Exercise description - Only the lines that include "ProgramCapacity" should be copied from the data below.

(Collected data)
----

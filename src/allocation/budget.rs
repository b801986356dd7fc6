use crate::allocation::order::admission_order;
use crate::allocation::result::{AdmittedEntry, AdmittedSet, AllocationResult};
use crate::core::applicant::ApplicantRecord;
use crate::core::program::{ProgramCapacity, ProgramId};
use crate::core::ranking::RankingSet;
use log::{debug, info};
use serde::{Deserialize, Serialize};
use std::collections::BTreeMap;

/// Output of the budget phase: the allocation and the identifiers it took.
#[derive(Debug, Clone, PartialEq, Eq, Serialize, Deserialize)]
pub struct BudgetOutcome {
    pub result: AllocationResult,
    /// Everyone holding a budget seat. Feed this to the contract phase.
    pub admitted: AdmittedSet,
}

/// Accumulator threaded through the scan over the sorted candidates.
#[derive(Default)]
struct ScanState {
    taken: AdmittedSet,
    counts: BTreeMap<ProgramId, u32>,
    admitted: BTreeMap<ProgramId, Vec<AdmittedEntry>>,
}

impl ScanState {
    fn step(
        mut self,
        capacities: &ProgramCapacity,
        (program, record): (ProgramId, &ApplicantRecord),
    ) -> Self {
        if self.taken.contains(record.identifier()) {
            return self;
        }
        let count = self.counts.entry(program).or_insert(0);
        if *count >= capacities.get(program) {
            return self;
        }
        *count += 1;
        self.taken.insert(record.identifier().clone());
        self.admitted
            .entry(program)
            .or_default()
            .push(AdmittedEntry::from(record));
        self
    }
}

/// Allocator for state-funded (budget) seats.
///
/// One seat per applicant across every budget program.
pub struct BudgetAllocator;

impl BudgetAllocator {
    /// Allocate budget seats across all programs at once.
    ///
    /// # Algorithm
    ///
    /// 1. Flatten every program's records, programs in ascending id order,
    ///    tagging each with its program.
    /// 2. Stable-sort by priority ascending, then score descending.
    /// 3. Scan once: skip applicants who already hold a seat, admit while the
    ///    program has seats left, skip otherwise.
    ///
    /// A program without a capacity entry admits nobody. Every program in
    /// `rankings` appears in the result, possibly with an empty list.
    ///
    /// # Examples
    ///
    /// ```
    /// use admission_engine::allocation::budget::BudgetAllocator;
    /// use admission_engine::core::applicant::ApplicantRecord;
    /// use admission_engine::core::program::{ProgramCapacity, ProgramId};
    /// use admission_engine::core::ranking::RankingSet;
    ///
    /// let p1 = ProgramId::new(1);
    /// let mut rankings = RankingSet::new();
    /// rankings.add(p1, ApplicantRecord::new("A", 90, 1));
    /// rankings.add(p1, ApplicantRecord::new("B", 95, 1));
    /// rankings.add(p1, ApplicantRecord::new("C", 80, 2));
    ///
    /// let mut seats = ProgramCapacity::new();
    /// seats.set(p1, 2);
    ///
    /// let outcome = BudgetAllocator::allocate(&rankings, &seats);
    /// let admitted: Vec<_> = outcome.result.admitted(p1).iter()
    ///     .map(|e| e.identifier.as_str())
    ///     .collect();
    /// assert_eq!(admitted, vec!["B", "A"]);
    /// ```
    pub fn allocate(rankings: &RankingSet, capacities: &ProgramCapacity) -> BudgetOutcome {
        let mut candidates: Vec<(ProgramId, &ApplicantRecord)> = rankings
            .iter()
            .flat_map(|(program, records)| records.iter().map(move |r| (program, r)))
            .collect();
        candidates.sort_by(|(_, a), (_, b)| admission_order(a, b));

        debug!(
            "budget phase: {} candidate records across {} programs",
            candidates.len(),
            rankings.program_count()
        );

        let state = candidates
            .into_iter()
            .fold(ScanState::default(), |state, candidate| {
                state.step(capacities, candidate)
            });

        let mut admitted = state.admitted;
        for program in rankings.programs() {
            let entries = admitted.entry(program).or_default();
            debug!(
                "budget program {}: {}/{} seats filled",
                program,
                entries.len(),
                capacities.get(program)
            );
        }

        info!(
            "budget phase admitted {} applicants across {} programs",
            state.taken.len(),
            admitted.len()
        );

        BudgetOutcome {
            result: AllocationResult::from_map(admitted),
            admitted: state.taken,
        }
    }
}
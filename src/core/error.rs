use crate::core::applicant::ApplicantId;
use crate::core::program::ProgramId;
use thiserror::Error;

/// Errors raised when applicant records cannot be trusted by the allocators.
///
/// Every variant names the program and the offending record so the caller
/// can trace it back to the ranking it came from. Validation never yields a
/// partial result.
#[derive(Debug, Clone, PartialEq, Eq, Error)]
pub enum ValidationError {
    #[error("record #{index} in program {program} is missing `{field}`")]
    MissingField {
        program: ProgramId,
        index: usize,
        field: &'static str,
    },
    #[error("record #{index} in program {program} has a blank identifier")]
    BlankIdentifier { program: ProgramId, index: usize },
    #[error("record #{index} in program {program} has unknown place type {value:?}")]
    UnknownPlaceType {
        program: ProgramId,
        index: usize,
        value: String,
    },
    #[error("program {program} is listed more than once")]
    DuplicateProgram { program: ProgramId },
    #[error("applicant {identifier} in contract program {program} has no place type")]
    MissingPlaceType {
        program: ProgramId,
        identifier: ApplicantId,
    },
}
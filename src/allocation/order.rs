use crate::allocation::result::AdmittedEntry;
use crate::core::applicant::ApplicantRecord;
use std::cmp::Ordering;

/// Admission order: priority ascending, then score descending.
///
/// Records equal on both keys compare `Equal`, so a stable sort keeps them
/// in input order.
///
/// # Examples
///
/// ```
/// use admission_engine::allocation::order::admission_order;
/// use admission_engine::core::applicant::ApplicantRecord;
/// use std::cmp::Ordering;
///
/// let first_choice = ApplicantRecord::new("A", 150, 1);
/// let strong_second = ApplicantRecord::new("B", 290, 2);
/// assert_eq!(admission_order(&first_choice, &strong_second), Ordering::Less);
/// ```
pub fn admission_order(a: &ApplicantRecord, b: &ApplicantRecord) -> Ordering {
    compare_keys((a.priority(), a.score()), (b.priority(), b.score()))
}

fn compare_keys((a_priority, a_score): (i32, i32), (b_priority, b_score): (i32, i32)) -> Ordering {
    a_priority
        .cmp(&b_priority)
        .then_with(|| b_score.cmp(&a_score))
}

/// Whether a list of admitted entries is in admission order.
pub fn is_admission_ordered(entries: &[AdmittedEntry]) -> bool {
    entries.windows(2).all(|pair| {
        compare_keys(
            (pair[0].priority, pair[0].score),
            (pair[1].priority, pair[1].score),
        ) != Ordering::Greater
    })
}
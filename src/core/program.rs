use serde::{Deserialize, Serialize};
use std::collections::BTreeMap;
use std::fmt;

/// Identifier of an admission program (a major or admission track).
///
/// Programs are always iterated in ascending id order. That order is the
/// deterministic flatten order the budget allocator relies on to break
/// exact ties across programs.
///
/// # Examples
///
/// ```
/// use admission_engine::core::program::ProgramId;
///
/// let a = ProgramId::new(2);
/// let b = ProgramId::new(45);
/// assert!(a < b);
/// ```
#[derive(Debug, Clone, Copy, PartialEq, Eq, Hash, PartialOrd, Ord, Serialize, Deserialize)]
#[serde(transparent)]
pub struct ProgramId(u32);

impl ProgramId {
    pub fn new(id: u32) -> Self {
        Self(id)
    }

    pub fn get(self) -> u32 {
        self.0
    }
}

impl fmt::Display for ProgramId {
    fn fmt(&self, f: &mut fmt::Formatter<'_>) -> fmt::Result {
        write!(f, "{}", self.0)
    }
}

impl From<u32> for ProgramId {
    fn from(id: u32) -> Self {
        Self::new(id)
    }
}

/// Seat count per program.
///
/// A program without an entry has zero seats. Callers must list every
/// program they want to admit anybody.
///
/// # Examples
///
/// ```
/// use admission_engine::core::program::{ProgramCapacity, ProgramId};
///
/// let mut seats = ProgramCapacity::new();
/// seats.set(ProgramId::new(1), 25);
/// assert_eq!(seats.get(ProgramId::new(1)), 25);
/// assert_eq!(seats.get(ProgramId::new(2)), 0);
/// ```
#[derive(Debug, Clone, Default, PartialEq, Eq, Serialize, Deserialize)]
#[serde(transparent)]
pub struct ProgramCapacity {
    seats: BTreeMap<ProgramId, u32>,
}

impl ProgramCapacity {
    pub fn new() -> Self {
        Self::default()
    }

    /// Set the seat count of a program, replacing any previous value.
    pub fn set(&mut self, program: ProgramId, seats: u32) {
        self.seats.insert(program, seats);
    }

    /// Seats available in `program`; zero when the program is not listed.
    pub fn get(&self, program: ProgramId) -> u32 {
        self.seats.get(&program).copied().unwrap_or(0)
    }

    pub fn contains(&self, program: ProgramId) -> bool {
        self.seats.contains_key(&program)
    }

    /// Total seats across all listed programs.
    pub fn total(&self) -> u64 {
        self.seats.values().map(|&s| u64::from(s)).sum()
    }

    pub fn iter(&self) -> impl Iterator<Item = (ProgramId, u32)> + '_ {
        self.seats.iter().map(|(&p, &s)| (p, s))
    }

    pub fn len(&self) -> usize {
        self.seats.len()
    }

    pub fn is_empty(&self) -> bool {
        self.seats.is_empty()
    }
}

impl FromIterator<(ProgramId, u32)> for ProgramCapacity {
    fn from_iter<T: IntoIterator<Item = (ProgramId, u32)>>(iter: T) -> Self {
        Self {
            seats: iter.into_iter().collect(),
        }
    }
}

/// Human-facing metadata the ranking publisher reports for a program.
///
/// Only used for rendering reports; the allocators never look at it.
#[derive(Debug, Clone, Default, PartialEq, Eq, Serialize, Deserialize)]
pub struct ProgramInfo {
    /// Display name of the program.
    pub name: Option<String>,
    /// Publisher's free-text timestamp of the last ranking update.
    pub updated_at: Option<String>,
}

impl ProgramInfo {
    pub fn display_name(&self, program: ProgramId) -> String {
        self.name
            .clone()
            .unwrap_or_else(|| format!("Program {}", program))
    }

    pub fn display_updated_at(&self) -> &str {
        self.updated_at.as_deref().unwrap_or("unknown")
    }
}
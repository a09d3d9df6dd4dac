//! Training algorithms
//!
//! [`ppo`] holds the optimization phase; [`selfplay`] is the outer loop that
//! alternates rollouts against sampled opponents with PPO updates.

pub mod ppo;
pub mod selfplay;

pub use ppo::{PPOConfig, PPOTrainer, PpoModel, Schedule, TrainingStats};
pub use selfplay::{RunSummary, SelfPlayConfig, SelfPlayTrainer};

----

Response box -
use crate::core::program::{ProgramCapacity, ProgramId};
        capacities: &ProgramCapacity,
    /// use admission_engine::core::program::{ProgramCapacity, ProgramId};
    /// let mut seats = ProgramCapacity::new();
    pub fn allocate(rankings: &RankingSet, capacities: &ProgramCapacity) -> BudgetOutcome {
/// use admission_engine::core::program::{ProgramCapacity, ProgramId};
/// let mut seats = ProgramCapacity::new();
pub struct ProgramCapacity {
impl ProgramCapacity {
impl FromIterator<(ProgramId, u32)> for ProgramCapacity {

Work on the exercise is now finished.